Ahora bien, que la rotación del núcleo de la Tierra se invierta sí tendría algunas consecuencias. En una entrevista con El País, Song comentó que los días podrían volverse más cortos una milésima de segundo. También, habría una alteración en el campo gravitatorio interno que, a su vez, podrían provocar «deformaciones en la superficie». Por ejemplo, un cambio en el nivel del mar. Se menciona que la temperatura global del planeta se vería afectada.

«En los últimos años, los días se están haciendo más cortos y es posible que en parte se deba al núcleo de la Tierra.»

Xiaodong Song.

Los datos actuales no permiten confirmarlo al 100%

núcleo de la Tierra

Los datos obtenidos, aunque confiables, todavía no pueden considerarse 100% certeros. ¿Por qué?

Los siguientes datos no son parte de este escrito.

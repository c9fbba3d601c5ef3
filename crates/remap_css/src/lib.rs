//! Rewrites stylesheet declarations according to a mapping table.
//!
//! A mapping table pairs declarations or colors with their replacements:
//!
//! ```json
//! {
//!   "color: red": "color: blue",
//!   "$border: #ccc": "#333",
//!   "$value: $monochrome": "$invert"
//! }
//! ```
//!
//! [`remap`] keeps only the rules that had at least one declaration replaced,
//! optionally scoped under a per-source prefix, so the result can be layered
//! on top of the original stylesheet.

pub mod cleanup;
pub mod color;
pub mod declaration;
mod error;
pub mod mapping;
pub mod media;
pub mod memo;
pub mod normalize;
pub mod output;
pub mod provenance;
mod remap;
pub mod resolve;
pub mod selector;
pub mod shorthand;
pub mod validate;

pub use color::{invert, is_color, normalize_color, parse_color, CanonicalColor};
pub use declaration::Declaration;
pub use error::{MappingError, RemapError, RemapResult, ShorthandError};
pub use mapping::{compile, compile_with, CompiledMappingTable, MappingSpec};
pub use media::{matches, ColorScheme, DeviceProfile};
pub use memo::Caches;
pub use normalize::{normalize, stringify_key, NormalizedDeclaration};
pub use provenance::ProvenanceLabel;
pub use remap::{remap, remap_with_caches, RemapOptions, RemapOutput, Source};
pub use resolve::{Resolution, ResolutionState, ResolveOptions, Resolver};
pub use shorthand::{expand_shorthand, is_shorthand_property};
pub use validate::is_valid_declaration;
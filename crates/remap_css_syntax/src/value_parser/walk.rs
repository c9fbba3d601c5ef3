use super::Node;

pub fn walk<F>(nodes: &mut [Node], callback: &mut F)
where
  F: FnMut(&mut Node) -> bool,
{
  for node in nodes.iter_mut() {
    let descend = callback(node);
    if !descend {
      continue;
    }
    if let Node::Function { nodes: inner, .. } = node {
      walk(inner, callback);
    }
  }
}

#[cfg(test)]
mod tests {
  use pretty_assertions::assert_eq;

  use crate::value_parser::parse;

  #[test]
  fn visits_function_children_unless_skipped() {
    let mut parsed = parse("a f(b g(c)) h(d)");
    let mut seen = Vec::new();
    parsed.walk(&mut |node| {
      if let Some(word) = node.as_word() {
        seen.push(word.to_string());
      }
      node.function_name() != Some("h")
    });
    assert_eq!(seen, vec!["a", "b", "c"]);
  }
}
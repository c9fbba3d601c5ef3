mod tokenizer;

pub use tokenizer::{Stop, Tokenizer};

use crate::ast::{AtRule, Comment, Declaration, Node, Root, Rule};
use crate::list;

/// Parses a stylesheet into a [`Root`].
///
/// Parsing never fails. Unbalanced braces, declarations without a colon and
/// rules without a selector are skipped, and unclosed blocks are closed at the
/// end of input.
pub fn parse(css: &str) -> Root {
  let mut parser = Parser {
    tokenizer: Tokenizer::new(css),
  };
  Root {
    nodes: parser.nodes(false),
  }
}

struct Parser<'a> {
  tokenizer: Tokenizer<'a>,
}

impl Parser<'_> {
  fn nodes(&mut self, nested: bool) -> Vec<Node> {
    let mut nodes = Vec::new();

    loop {
      self.tokenizer.skip_space();
      match self.tokenizer.peek() {
        None => {
          if nested {
            tracing::trace!("unclosed block closed at end of input");
          }
          break;
        }
        Some(b'}') => {
          self.tokenizer.bump();
          if nested {
            break;
          }
          tracing::trace!(
            "unexpected }} at offset {}",
            self.tokenizer.position().saturating_sub(1)
          );
        }
        Some(b';') => self.tokenizer.bump(),
        Some(b'/') if self.tokenizer.at_comment() => {
          let text = self.tokenizer.comment();
          nodes.push(Node::Comment(Comment::new(text.trim())));
        }
        Some(b'@') => {
          self.tokenizer.bump();
          nodes.push(Node::AtRule(self.at_rule()));
        }
        Some(_) => {
          if let Some(node) = self.statement() {
            nodes.push(node);
          }
        }
      }
    }

    nodes
  }

  fn at_rule(&mut self) -> AtRule {
    let name = self.tokenizer.name();
    let (params, stop) = self.tokenizer.prelude();
    let params = clean_prelude(&params);

    let nodes = match stop {
      Stop::OpenCurly => Some(self.nodes(true)),
      Stop::Semicolon | Stop::CloseCurly | Stop::Eof => None,
    };

    AtRule {
      name,
      params,
      nodes,
    }
  }

  fn statement(&mut self) -> Option<Node> {
    let start = self.tokenizer.position();
    let (prelude, stop) = self.tokenizer.prelude();

    if stop == Stop::OpenCurly {
      let selector = clean_prelude(&prelude);
      let nodes = self.nodes(true);
      if selector.is_empty() {
        tracing::trace!("skipping rule without selector at offset {}", start);
        return None;
      }
      return Some(Node::Rule(Rule { selector, nodes }));
    }

    let declaration = declaration(&prelude);
    if declaration.is_none() && !prelude.trim().is_empty() {
      tracing::trace!("skipping malformed declaration at offset {}", start);
    }
    declaration.map(Node::Declaration)
  }
}

/// Parses a single `prop: value [!important]` fragment.
pub fn declaration(text: &str) -> Option<Declaration> {
  let colon = list::find_top_level(text, ':')?;
  let prop = text[..colon].trim();
  if prop.is_empty() || prop.contains(char::is_whitespace) {
    return None;
  }

  let (value, important) = split_important(&text[colon + 1..]);
  Some(Declaration {
    prop: prop.to_string(),
    value,
    important,
  })
}

/// Splits a trailing `!important` (in any case, with optional space after the
/// bang) off a declaration value.
pub fn split_important(value: &str) -> (String, bool) {
  let trimmed = value.trim();
  let lower = trimmed.to_ascii_lowercase();
  if let Some(head) = lower.strip_suffix("important") {
    let head = head.trim_end();
    if let Some(head) = head.strip_suffix('!') {
      let value = trimmed[..head.len()].trim_end();
      return (value.to_string(), true);
    }
  }
  (trimmed.to_string(), false)
}

/// Drops comments and collapses whitespace in selectors and at-rule params.
fn clean_prelude(prelude: &str) -> String {
  let mut out = String::with_capacity(prelude.len());
  let mut tokenizer = Tokenizer::new(prelude);
  let mut pending_space = false;
  let mut segment_start = 0;

  while let Some(code) = tokenizer.peek() {
    if tokenizer.at_comment() {
      push_collapsed(&mut out, &prelude[segment_start..tokenizer.position()], &mut pending_space);
      tokenizer.comment();
      segment_start = tokenizer.position();
      continue;
    }
    if code == b'"' || code == b'\'' {
      push_collapsed(&mut out, &prelude[segment_start..tokenizer.position()], &mut pending_space);
      let start = tokenizer.position();
      let end = string_end(prelude, start);
      if pending_space && !out.is_empty() {
        out.push(' ');
      }
      pending_space = false;
      out.push_str(&prelude[start..end]);
      while tokenizer.position() < end {
        tokenizer.bump();
      }
      segment_start = end;
      continue;
    }
    tokenizer.bump();
  }
  push_collapsed(&mut out, &prelude[segment_start..], &mut pending_space);

  out
}

fn push_collapsed(out: &mut String, segment: &str, pending_space: &mut bool) {
  for ch in segment.chars() {
    if ch.is_whitespace() {
      *pending_space = true;
    } else {
      if *pending_space && !out.is_empty() {
        out.push(' ');
      }
      *pending_space = false;
      out.push(ch);
    }
  }
}

fn string_end(text: &str, start: usize) -> usize {
  let bytes = text.as_bytes();
  let quote = bytes[start];
  let mut index = start + 1;
  while index < bytes.len() {
    match bytes[index] {
      b'\\' => index += 2,
      code if code == quote => return index + 1,
      _ => index += 1,
    }
  }
  bytes.len()
}

#[cfg(test)]
mod tests {
  use pretty_assertions::assert_eq;

  use super::*;

  fn decl(prop: &str, value: &str, important: bool) -> Node {
    Node::Declaration(Declaration::new(prop, value).important(important))
  }

  #[test]
  fn parses_rules_and_declarations() {
    let root = parse("a, b { color: red; background: #fff !important }");
    assert_eq!(
      root.nodes,
      vec![Node::Rule(Rule {
        selector: "a, b".into(),
        nodes: vec![
          decl("color", "red", false),
          decl("background", "#fff", true),
        ],
      })]
    );
  }

  #[test]
  fn parses_nested_at_rules() {
    let root = parse("@media (min-width: 10px) { .a { color: red } } @import 'x.css';");
    let media = root.nodes[0].as_at_rule().unwrap();
    assert_eq!(media.name, "media");
    assert_eq!(media.params, "(min-width: 10px)");
    assert_eq!(media.nodes.as_ref().unwrap().len(), 1);

    let import = root.nodes[1].as_at_rule().unwrap();
    assert_eq!(import.name, "import");
    assert_eq!(import.params, "'x.css'");
    assert!(import.nodes.is_none());
  }

  #[test]
  fn keeps_hack_markers_on_property() {
    let root = parse("a { *zoom: 1; _height: 1px }");
    let rule = root.nodes[0].as_rule().unwrap();
    let props: Vec<_> = rule.declarations().map(|d| d.prop.as_str()).collect();
    assert_eq!(props, vec!["*zoom", "_height"]);
  }

  #[test]
  fn tolerates_malformed_input() {
    let root = parse("} a { color red; color: blue; } b { color: green");
    assert_eq!(root.nodes.len(), 2);
    let a = root.nodes[0].as_rule().unwrap();
    assert_eq!(a.nodes, vec![decl("color", "blue", false)]);
    let b = root.nodes[1].as_rule().unwrap();
    assert_eq!(b.nodes, vec![decl("color", "green", false)]);
  }

  #[test]
  fn strips_comments_from_selectors() {
    let root = parse("a /* x */ >\n  b { color: red }");
    assert_eq!(root.nodes[0].as_rule().unwrap().selector, "a > b");
  }

  #[test]
  fn keeps_quoted_selector_text() {
    let root = parse("a[title=\"x  y\"] { color: red }");
    assert_eq!(root.nodes[0].as_rule().unwrap().selector, "a[title=\"x  y\"]");
  }

  #[test]
  fn split_important_variants() {
    assert_eq!(split_important(" red ! IMPORTANT "), ("red".into(), true));
    assert_eq!(split_important("red"), ("red".into(), false));
    assert_eq!(split_important("unimportant"), ("unimportant".into(), false));
  }

  #[test]
  fn declaration_requires_colon_and_property() {
    assert!(declaration("color red").is_none());
    assert!(declaration(": red").is_none());
    assert_eq!(
      declaration("content: \"a:b\""),
      Some(Declaration::new("content", "\"a:b\""))
    );
  }
}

Porque estudiar el núcleo de la Tierra, debido a su profundidad, sigue siendo una tarea bastante complicada. Ha habido intentos por alcanzar la capa interna del planeta para realizar estudios sobre su comportamiento, pero la fortuna no ha estado de nuestro lado.

Entonces, para tener un mayor conocimiento sobre el núcleo de la Tierra, la comunidad científica se ha apoyado en los terremotos e incluso en las explosiones nucleares. Cuando estos ocurren, generan ondas que pasan por el núcleo y se extienden hasta el otro lado de la superficie, donde luego son captadas por sensores. Las ondas, además, se alteran en función del material que traspasan, dejándonos saber cuando hicieron su recorrido por el rincón más profundo.

El estudio de las ondas ha permitido conocer cierta información sobre el núcleo de la Tierra. Eso sí, todavía no toda la que deseamos —y necesitamos— obtener. Precisamente, la rotación es uno de los temas que más intriga ha provocado a los científicos. Sin los datos adecuados, no es posible ofrecer explicaciones precisas.

«La mayoría de nosotros asumimos que el núcleo giraba a un ritmo constante que era ligeramente diferente al de la Tierra. Este documento muestra que la evidencia con relación a una rotación más rápida es certera antes de 2009, y básicamente desaparece en los años siguientes», comentó Paul Richards, sismólogo del Observatorio Terrestre Lamont–Doherty, de la Universidad de Columbia, y quien también participó en la investigación.

Richards considera que las investigaciones en torno a la rotación del núcleo de la Tierra se tornan «especulativas» porque, como ya se mencionó, aún no es posible estudiarlo de manera pertinente. Sin embargo, recalca, la evidencia obtenida hasta el momento es lo suficientemente confiable.

No todos respaldan el sentido de rotación invertido del núcleo de la Tierra

Ojo, no toda la comunidad científica coincide con lo publicado en Nature Geoscience. En un correo electrónico enviado a The Washington Post, Lianxing Wen, sismólogo de la Universidad de Stony Brook, se mostró en desacuerdo. Pero ya no solo en el tema de la rotación invertida, sino en la base fundamental de la investigación. Wen asegura que la supuesta rotación independiente es una explicación «inconsistente» tras el análisis de las ondas.

Por su parte, Elizabeth Day, geofísica del Imperial College de Londres, indica que no se pueden sacar conclusiones todavía porque simplemente hace falta más información. «Sabemos que la superficie de nuestro planeta es compleja… Entonces es razonable suponer que el interior profundo también es complicado. Para decir definitivamente cómo gira el núcleo interno en relación con las capas externas del planeta, necesitaremos seguir recopilando la mayor cantidad de datos que podamos.»